API: Drilling down to 2004 levels

U.S. oil and natural gas drilling activity dropped to 2004 levels in the first quarter, the American Petroleum Institute said today.
The U.S. rig count has been falling from last fall’s high of 2031 rigs, and Houston’s Baker Hughes’ most recent count is now less than half that at 1,005. Many analysts expect the rig count to fall to 800 or so as the industry adjusts to lower demand stemming from the recession as well as a glut of natural gas from last year’s boom in shale drilling.
API estimates that 11,071 oil wells, natural gas wells and dry holes were completed in the first quarter this year, a 22 percent drop from the first quarter of last year and a 35 percent drop from the fourth quarter.

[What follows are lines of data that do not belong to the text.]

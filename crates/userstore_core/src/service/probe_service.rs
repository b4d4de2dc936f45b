//! Select-customization probe.
//!
//! # Responsibility
//! - Seed one user, verify it reads back, then run a set of raw select
//!   customizations and record what each one produced.
//!
//! # Invariants
//! - Read-back is filtered by the seeded id, so rows left by earlier runs in
//!   a file database do not affect verification.
//! - Seed and verify failures abort the run.
//! - Select probes never abort the run; their outcome is part of the report.

use crate::model::user::User;
use crate::repo::user_repo::{FindQuery, RepoError, Scope, UserRepository};
use log::{error, info, warn};
use serde::Serialize;
use std::error::Error;
use std::fmt::{Display, Formatter};

/// Default aggregate probed by the CLI.
pub const DEFAULT_SELECT: &str = "MAX(id) AS id";

/// Service error for the seed/verify steps.
#[derive(Debug)]
pub enum ProbeError {
    /// Persistence-layer failure.
    Repo(RepoError),
    /// Read-back by id returned no row or more than one.
    UnexpectedRowCount { expected: usize, actual: usize },
    /// Read-back returned a row with another name.
    UnexpectedName { expected: String, actual: String },
}

impl Display for ProbeError {
    fn fmt(&self, f: &mut Formatter<'_>) -> std::fmt::Result {
        match self {
            Self::Repo(err) => write!(f, "{err}"),
            Self::UnexpectedRowCount { expected, actual } => {
                write!(f, "expected {expected} user row(s), found {actual}")
            }
            Self::UnexpectedName { expected, actual } => {
                write!(f, "expected user named {expected:?}, found {actual:?}")
            }
        }
    }
}

impl Error for ProbeError {
    fn source(&self) -> Option<&(dyn Error + 'static)> {
        match self {
            Self::Repo(err) => Some(err),
            Self::UnexpectedRowCount { .. } | Self::UnexpectedName { .. } => None,
        }
    }
}

impl From<RepoError> for ProbeError {
    fn from(value: RepoError) -> Self {
        Self::Repo(value)
    }
}

/// What one select customization produced.
#[derive(Debug, Clone, PartialEq, Eq, Serialize)]
#[serde(tag = "status", rename_all = "snake_case")]
pub enum ProbeOutcome {
    Rows { users: Vec<User> },
    ShapeMismatch { error: String },
    StorageFailure { error: String },
}

impl ProbeOutcome {
    fn from_result(result: Result<Vec<User>, RepoError>) -> Self {
        match result {
            Ok(users) => Self::Rows { users },
            Err(err) if err.is_shape_mismatch() => Self::ShapeMismatch {
                error: err.to_string(),
            },
            Err(err) => Self::StorageFailure {
                error: err.to_string(),
            },
        }
    }

    /// Compares outcome kinds and rows, ignoring error wording.
    fn same_kind_as(&self, other: &Self) -> bool {
        match (self, other) {
            (Self::Rows { users: left }, Self::Rows { users: right }) => left == right,
            (Self::ShapeMismatch { .. }, Self::ShapeMismatch { .. }) => true,
            (Self::StorageFailure { .. }, Self::StorageFailure { .. }) => true,
            _ => false,
        }
    }
}

/// One select customization and its outcome.
#[derive(Debug, Clone, PartialEq, Eq, Serialize)]
pub struct SelectProbe {
    pub select: String,
    pub outcome: ProbeOutcome,
}

/// Result of a full probe run.
#[derive(Debug, Clone, PartialEq, Eq, Serialize)]
pub struct ProbeReport {
    pub seeded: User,
    pub verified: User,
    pub probes: Vec<SelectProbe>,
    /// True when every probe produced the same kind of outcome.
    pub consistent: bool,
}

/// Returns `select` followed by its spelling with a space after every `(`.
///
/// Both spellings are the same SQL expression.
pub fn spacing_variants(select: &str) -> Vec<String> {
    let spaced = select.replace('(', "( ");
    if spaced == select {
        vec![select.to_string()]
    } else {
        vec![select.to_string(), spaced]
    }
}

/// Use-case service running the probe against a repository.
pub struct ProbeService<R: UserRepository> {
    repo: R,
}

impl<R: UserRepository> ProbeService<R> {
    pub fn new(repo: R) -> Self {
        Self { repo }
    }

    /// Inserts one user named `name` in its own transaction.
    pub fn seed(&self, name: &str) -> Result<User, ProbeError> {
        let mut user = User::new(name);
        self.repo.insert_user(Scope::Standalone, &mut user)?;
        info!("event=probe_seed module=service status=ok {user}");
        Ok(user)
    }

    /// Reads `seeded` back by id and requires the stored name to match.
    pub fn verify_seeded(&self, seeded: &User) -> Result<User, ProbeError> {
        let filter = User {
            id: seeded.id,
            ..User::default()
        };
        let mut users = self.repo.find_users(Scope::Standalone, None, &filter)?;
        if users.len() != 1 {
            error!(
                "event=probe_verify module=service status=error id={} rows={}",
                seeded.id,
                users.len()
            );
            return Err(ProbeError::UnexpectedRowCount {
                expected: 1,
                actual: users.len(),
            });
        }

        let user = users.remove(0);
        if user.name != seeded.name {
            error!("event=probe_verify module=service status=error {user}");
            return Err(ProbeError::UnexpectedName {
                expected: seeded.name.clone(),
                actual: user.name,
            });
        }

        info!("event=probe_verify module=service status=ok {user}");
        Ok(user)
    }

    /// Runs `select` limited to one row over all users.
    pub fn probe_select(&self, select: &str) -> SelectProbe {
        let customize: &dyn Fn(&mut FindQuery) = &|query| {
            query.select(select).limit(1);
        };
        let outcome = ProbeOutcome::from_result(self.repo.find_users(
            Scope::Standalone,
            Some(customize),
            &User::default(),
        ));

        match &outcome {
            ProbeOutcome::Rows { users } => info!(
                "event=probe_select module=service status=rows select={select:?} rows={}",
                users.len()
            ),
            ProbeOutcome::ShapeMismatch { error } => warn!(
                "event=probe_select module=service status=shape_mismatch select={select:?} error={error}"
            ),
            ProbeOutcome::StorageFailure { error } => warn!(
                "event=probe_select module=service status=storage_failure select={select:?} error={error}"
            ),
        }

        SelectProbe {
            select: select.to_string(),
            outcome,
        }
    }

    /// Seeds `name`, verifies it, and probes every entry of `selects`.
    pub fn run<S: AsRef<str>>(&self, name: &str, selects: &[S]) -> Result<ProbeReport, ProbeError> {
        let seeded = self.seed(name)?;
        let verified = self.verify_seeded(&seeded)?;
        let probes: Vec<SelectProbe> = selects
            .iter()
            .map(|select| self.probe_select(select.as_ref()))
            .collect();
        let consistent = probes
            .windows(2)
            .all(|pair| pair[0].outcome.same_kind_as(&pair[1].outcome));

        info!(
            "event=probe_run module=service status=ok probes={} consistent={}",
            probes.len(),
            consistent
        );
        Ok(ProbeReport {
            seeded,
            verified,
            probes,
            consistent,
        })
    }
}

Also, the estimated number of new exploratory wells decreased by 11 percent from the first quarter of 2008.
Natural gas wells completed in the first quarter this year took a 23 percent dive, which API called “the most severe quarterly decline for natural gas plays in this decade.”
In its short-term energy and summer fuels outlook unveiled Tuesday, the Energy Information Administration forecast that natural gas spot prices will average $4.24 per thousand cubic feet this year and $5.83 per mcf next year.
“Higher prices are expected in 2010 as the economy improves. In addition to demand recovery, the current drilling cutback and limited access to credit for producers could lead to even higher prices if supply fails to keep pace with demand in the short term,” the EIA said
However, larger-than-expected increases in liquefied natural gas imports along with sustained economic weakness could keep prices depressed, the agency said.
As of April 3, natural gas in storage available for use was 1.674 trillion cubic feet, 310 billion cubic feet above the five-year average and the second-highest recorded since 1991, behind only March 2006. The EIA says those stockpiles could set records by the end of the summer.
The EIA expects total natural gas consumption to fall by 1.8 percent, largely driven by a 7.4 percent drop in industrial demand, which is linked to the recession. Residential and commercial consumption, which is driven more by weather than the economy, is expected to rise slightly.